This week, I got audio segmentation up and working. After our previous conversation with Professor Sullivan, I first converted the audio signal into RMS values.
My first approach was to calculate if there was a sharp increase in the RMS. However, this caused me to incorrectly identify some spikes multiple times. Increasing the amount of time that has passed since the last identified point often caused me to miss some beginning of notes.
(image where the dots would signify the code identifying the start of a note, as you can see, it was too much)
I then realized that before notes, oftentimes the RMS would get near zero. So my next approach was to convert my code to identify when the RMS is near zero, but then when I got in a moment of silence (like a rest) I would incorrectly want to segment the silence into many different segments, which would waste a lot of time.
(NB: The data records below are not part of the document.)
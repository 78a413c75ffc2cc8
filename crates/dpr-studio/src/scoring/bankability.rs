use serde::{Deserialize, Serialize};

/// A case-insensitive keyword and the weight it adds when present.
#[derive(Debug, Clone, PartialEq, Serialize, Deserialize)]
pub struct KeywordIndicator {
    pub label: String,
    pub pattern: String,
    pub weight: f64,
}

impl KeywordIndicator {
    pub fn new(label: impl Into<String>, pattern: impl Into<String>, weight: f64) -> Self {
        Self {
            label: label.into(),
            pattern: pattern.into(),
            weight,
        }
    }
}

/// Weights behind the bankability proxy.
#[derive(Debug, Clone, PartialEq, Serialize, Deserialize)]
pub struct BankabilityRubric {
    pub base: f64,
    pub indicators: Vec<KeywordIndicator>,
    /// Characters of narrative worth one full point of length bonus.
    pub length_divisor: f64,
    pub length_bonus_cap: f64,
    /// Ceiling below 1.0; the proxy never claims certainty.
    pub ceiling: f64,
}

impl Default for BankabilityRubric {
    fn default() -> Self {
        Self::standard()
    }
}

impl BankabilityRubric {
    pub fn standard() -> Self {
        Self {
            base: 0.42,
            indicators: vec![
                KeywordIndicator::new("financing", "loan", 0.12),
                KeywordIndicator::new("government support", "scheme", 0.12),
                KeywordIndicator::new("international trade", "export", 0.12),
                KeywordIndicator::new("sustainability", "energy", 0.12),
            ],
            length_divisor: 500.0,
            length_bonus_cap: 0.18,
            ceiling: 0.95,
        }
    }

    pub fn assess(&self, text: &str) -> BankabilityAssessment {
        let normalized = text.to_lowercase();
        let matched: Vec<&KeywordIndicator> = self
            .indicators
            .iter()
            .filter(|indicator| normalized.contains(&indicator.pattern.to_lowercase()))
            .collect();

        let indicator_weight: f64 = matched.iter().map(|indicator| indicator.weight).sum();
        let length = text.chars().count() as f64;
        let length_bonus = (length / self.length_divisor).min(self.length_bonus_cap);
        let score = (self.base + indicator_weight + length_bonus).min(self.ceiling);

        BankabilityAssessment {
            score,
            matched_indicators: matched
                .into_iter()
                .map(|indicator| indicator.label.clone())
                .collect(),
            length_bonus,
        }
    }
}

#[derive(Debug, Clone, PartialEq, Serialize)]
pub struct BankabilityAssessment {
    pub score: f64,
    pub matched_indicators: Vec<String>,
    pub length_bonus: f64,
}

impl BankabilityAssessment {
    /// Whole percent, as shown to the entrepreneur.
    pub fn percent(&self) -> u8 {
        (self.score * 100.0).round().clamp(0.0, 100.0) as u8
    }
}

/// Bankability proxy in `[0, 0.95]` under the standard rubric.
pub fn bankability_score(text: &str) -> f64 {
    BankabilityRubric::standard().assess(text).score
}
use super::{map_linear, Point};
use crate::datasets::{GeographicOutline, NodeRole, SupplyNode};
use serde::Serialize;
use std::collections::HashSet;

/// Latitude/longitude extent of an outline.
#[derive(Debug, Clone, Copy, PartialEq, Serialize)]
pub struct BoundingBox {
    pub min_lat: f64,
    pub max_lat: f64,
    pub min_lng: f64,
    pub max_lng: f64,
}

impl BoundingBox {
    /// Extent of the outline's vertices, or `None` when it has none.
    pub fn of(outline: &GeographicOutline) -> Option<Self> {
        let mut vertices = outline.vertices().iter();
        let &(lat, lng) = vertices.next()?;
        let mut bounds = Self {
            min_lat: lat,
            max_lat: lat,
            min_lng: lng,
            max_lng: lng,
        };

        for &(lat, lng) in vertices {
            bounds.min_lat = bounds.min_lat.min(lat);
            bounds.max_lat = bounds.max_lat.max(lat);
            bounds.min_lng = bounds.min_lng.min(lng);
            bounds.max_lng = bounds.max_lng.max(lng);
        }

        Some(bounds)
    }

    /// A zero-area box; everything projected through it lands mid-view.
    pub const fn collapsed() -> Self {
        Self {
            min_lat: 0.0,
            max_lat: 0.0,
            min_lng: 0.0,
            max_lng: 0.0,
        }
    }
}

/// Equirectangular projection of a bounding box onto a `width × height` view.
///
/// Longitude runs left to right and latitude is inverted so north is up.
#[derive(Debug, Clone, Copy, PartialEq)]
pub struct GeoProjector {
    bounds: BoundingBox,
    width: f64,
    height: f64,
}

impl GeoProjector {
    pub fn new(bounds: BoundingBox, width: f64, height: f64) -> Self {
        Self {
            bounds,
            width,
            height,
        }
    }

    pub fn for_outline(outline: &GeographicOutline, width: f64, height: f64) -> Self {
        let bounds = BoundingBox::of(outline).unwrap_or_else(BoundingBox::collapsed);
        Self::new(bounds, width, height)
    }

    pub fn bounds(&self) -> BoundingBox {
        self.bounds
    }

    pub fn project_point(&self, latitude: f64, longitude: f64) -> Point {
        let BoundingBox {
            min_lat,
            max_lat,
            min_lng,
            max_lng,
        } = self.bounds;

        Point::new(
            map_linear(longitude, min_lng, max_lng, 0.0, self.width),
            map_linear(latitude, min_lat, max_lat, self.height, 0.0),
        )
    }
}

#[derive(Debug, Clone, PartialEq, Serialize)]
pub struct ProjectedNode {
    pub district: String,
    pub role: NodeRole,
    pub throughput: f64,
    pub position: Point,
}

#[derive(Debug, Clone, PartialEq, Serialize)]
pub struct Projection {
    pub bounds: BoundingBox,
    pub outline_path: Vec<Point>,
    pub nodes: Vec<ProjectedNode>,
}

impl Projection {
    pub fn position(&self, district: &str) -> Option<Point> {
        self.nodes
            .iter()
            .find(|node| node.district == district)
            .map(|node| node.position)
    }
}

/// Projects the outline and every node into the outline's own bounding box.
///
/// Nodes never widen the box, so ones outside the outline land outside the
/// view. Districts are unique keys; a repeated district keeps its first entry.
pub fn project(
    outline: &GeographicOutline,
    nodes: &[SupplyNode],
    view_width: f64,
    view_height: f64,
) -> Projection {
    let projector = GeoProjector::for_outline(outline, view_width, view_height);

    let outline_path = outline
        .vertices()
        .iter()
        .map(|&(lat, lng)| projector.project_point(lat, lng))
        .collect();

    let mut seen: HashSet<&str> = HashSet::new();
    let nodes = nodes
        .iter()
        .filter(|node| seen.insert(node.district.as_str()))
        .map(|node| ProjectedNode {
            district: node.district.clone(),
            role: node.role,
            throughput: node.throughput,
            position: projector.project_point(node.latitude, node.longitude),
        })
        .collect();

    Projection {
        bounds: projector.bounds(),
        outline_path,
        nodes,
    }
}
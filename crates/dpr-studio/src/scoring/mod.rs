//! Heuristic scores shown to entrepreneurs. Neither is a model inference.

mod bankability;
mod eligibility;

pub use bankability::{bankability_score, BankabilityAssessment, BankabilityRubric, KeywordIndicator};
pub use eligibility::{
    eligibility_score, focus_areas, rank_schemes, SchemeMatch, MIN_ELIGIBILITY,
};
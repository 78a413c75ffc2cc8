//! Chart geometry and scoring core behind the MSME project report studio.
//!
//! Everything under [`geometry`], [`sensitivity`] and [`scoring`] is a pure
//! function of its inputs. [`dashboard`] assembles those primitives into
//! serializable views for whichever presentation layer calls it.

pub mod config;
pub mod dashboard;
pub mod datasets;
pub mod error;
pub mod geometry;
pub mod scoring;
pub mod sensitivity;
pub mod telemetry;
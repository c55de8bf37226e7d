//! Errors surfaced over the HTTP control API.

use axum::http::StatusCode;
use axum::response::{IntoResponse, Response};
use axum::Json;
use cdp_adapter::{AdapterError, AdapterErrorKind};
use cdpctl_registry::RegistryError;
use cdpctl_scheduler::SchedulerError;
use serde_json::json;
use thiserror::Error;

#[derive(Debug, Error)]
pub enum AppError {
    #[error(transparent)]
    Adapter(#[from] AdapterError),
    #[error(transparent)]
    Registry(#[from] RegistryError),
    #[error(transparent)]
    Scheduler(#[from] SchedulerError),
    #[error("bad request: {0}")]
    BadRequest(String),
    #[error("internal error: {0}")]
    Internal(String),
}

pub type AppResult<T> = Result<T, AppError>;

impl AppError {
    pub fn status(&self) -> StatusCode {
        match self {
            AppError::Adapter(err) => match err.kind {
                AdapterErrorKind::ReplyTimeout => StatusCode::GATEWAY_TIMEOUT,
                AdapterErrorKind::DomainError => StatusCode::UNPROCESSABLE_ENTITY,
                AdapterErrorKind::ExecutableNotFound | AdapterErrorKind::LaunchFailed => {
                    StatusCode::SERVICE_UNAVAILABLE
                }
                AdapterErrorKind::QueueFull => StatusCode::SERVICE_UNAVAILABLE,
                AdapterErrorKind::Internal => StatusCode::INTERNAL_SERVER_ERROR,
                _ => StatusCode::BAD_GATEWAY,
            },
            AppError::Registry(err) => match err {
                RegistryError::NotFound(_) => StatusCode::NOT_FOUND,
                RegistryError::InvalidConfig(_) => StatusCode::BAD_REQUEST,
                RegistryError::LimitReached(_) | RegistryError::Busy(_) => StatusCode::CONFLICT,
                RegistryError::LaunchFailed(_) => StatusCode::SERVICE_UNAVAILABLE,
                _ => StatusCode::INTERNAL_SERVER_ERROR,
            },
            AppError::Scheduler(err) => match err {
                SchedulerError::TaskNotFound(_) => StatusCode::NOT_FOUND,
                SchedulerError::QueueFull
                | SchedulerError::PoolEmpty
                | SchedulerError::ShutDown => StatusCode::SERVICE_UNAVAILABLE,
                SchedulerError::AlreadyRunning(_)
                | SchedulerError::AlreadyFinished(..)
                | SchedulerError::MaxRetriesExceeded(..) => StatusCode::CONFLICT,
                SchedulerError::Handler(_) => StatusCode::INTERNAL_SERVER_ERROR,
            },
            AppError::BadRequest(_) => StatusCode::BAD_REQUEST,
            AppError::Internal(_) => StatusCode::INTERNAL_SERVER_ERROR,
        }
    }

    fn kind(&self) -> String {
        match self {
            AppError::Adapter(err) => format!("{:?}", err.kind),
            AppError::Registry(_) => "Registry".to_string(),
            AppError::Scheduler(_) => "Scheduler".to_string(),
            AppError::BadRequest(_) => "BadRequest".to_string(),
            AppError::Internal(_) => "Internal".to_string(),
        }
    }
}

impl From<tokio::task::JoinError> for AppError {
    fn from(err: tokio::task::JoinError) -> Self {
        AppError::Internal(format!("blocking task failed: {err}"))
    }
}

impl IntoResponse for AppError {
    fn into_response(self) -> Response {
        let status = self.status();
        let body = json!({
            "error": {
                "kind": self.kind(),
                "message": self.to_string(),
            }
        });
        (status, Json(body)).into_response()
    }
}

#[cfg(test)]
mod tests {
    use super::*;

    #[test]
    fn transport_failures_map_to_gateway_statuses() {
        let timeout = AppError::from(AdapterError::new(AdapterErrorKind::ReplyTimeout));
        assert_eq!(timeout.status(), StatusCode::GATEWAY_TIMEOUT);
        let closed = AppError::from(AdapterError::new(AdapterErrorKind::ConnectionClosed));
        assert_eq!(closed.status(), StatusCode::BAD_GATEWAY);
        let refused = AppError::from(AdapterError::new(AdapterErrorKind::ReconnectExhausted));
        assert_eq!(refused.status(), StatusCode::BAD_GATEWAY);
    }

    #[test]
    fn lifecycle_failures_map_to_client_statuses() {
        assert_eq!(
            AppError::from(RegistryError::NotFound(7)).status(),
            StatusCode::NOT_FOUND
        );
        assert_eq!(
            AppError::from(RegistryError::LimitReached(32)).status(),
            StatusCode::CONFLICT
        );
        assert_eq!(
            AppError::from(RegistryError::Busy(4)).status(),
            StatusCode::CONFLICT
        );
        assert_eq!(
            AppError::from(SchedulerError::AlreadyRunning(3)).status(),
            StatusCode::CONFLICT
        );
    }
}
So I tried to do a combination of the two then where I would look for when the RMS was near zero and then look for the nearest peak. Then if this nearest peak RMS minus the starting RMS (near zero) difference was greater than a specific threshold, currently 0.08 but this is still getting experimented with, then I would identify it as a correct note. While this was the most accurate approach thus far, I still ran into a bug where even in the moments of silence it would find the nearest peak, a couple of seconds away, and identify the silence as multiple beginning of notes again. I fixed this by checking how far away the peak was and making a maximum threshold.
(where the dotted blue line would be where the code identified the nearest peak and the red line is where the code is marking the near zero RMS values)
Currently this works for a sample of twinkle Twinkle Little Star. When testing this with a recording of ten little monkeys, it works if we lowered the RMS threshold, which signified that we would need to standardize our signal somehow in the future. We also noticed that with quicker notes, the RMS values don’t get as close to zero as quarter or half notes, so we might need to increase the threshold for what is considered near zero.
(red line is where code has identified beginning of notes and blue dotted line is where i manually identified the beginning of notes)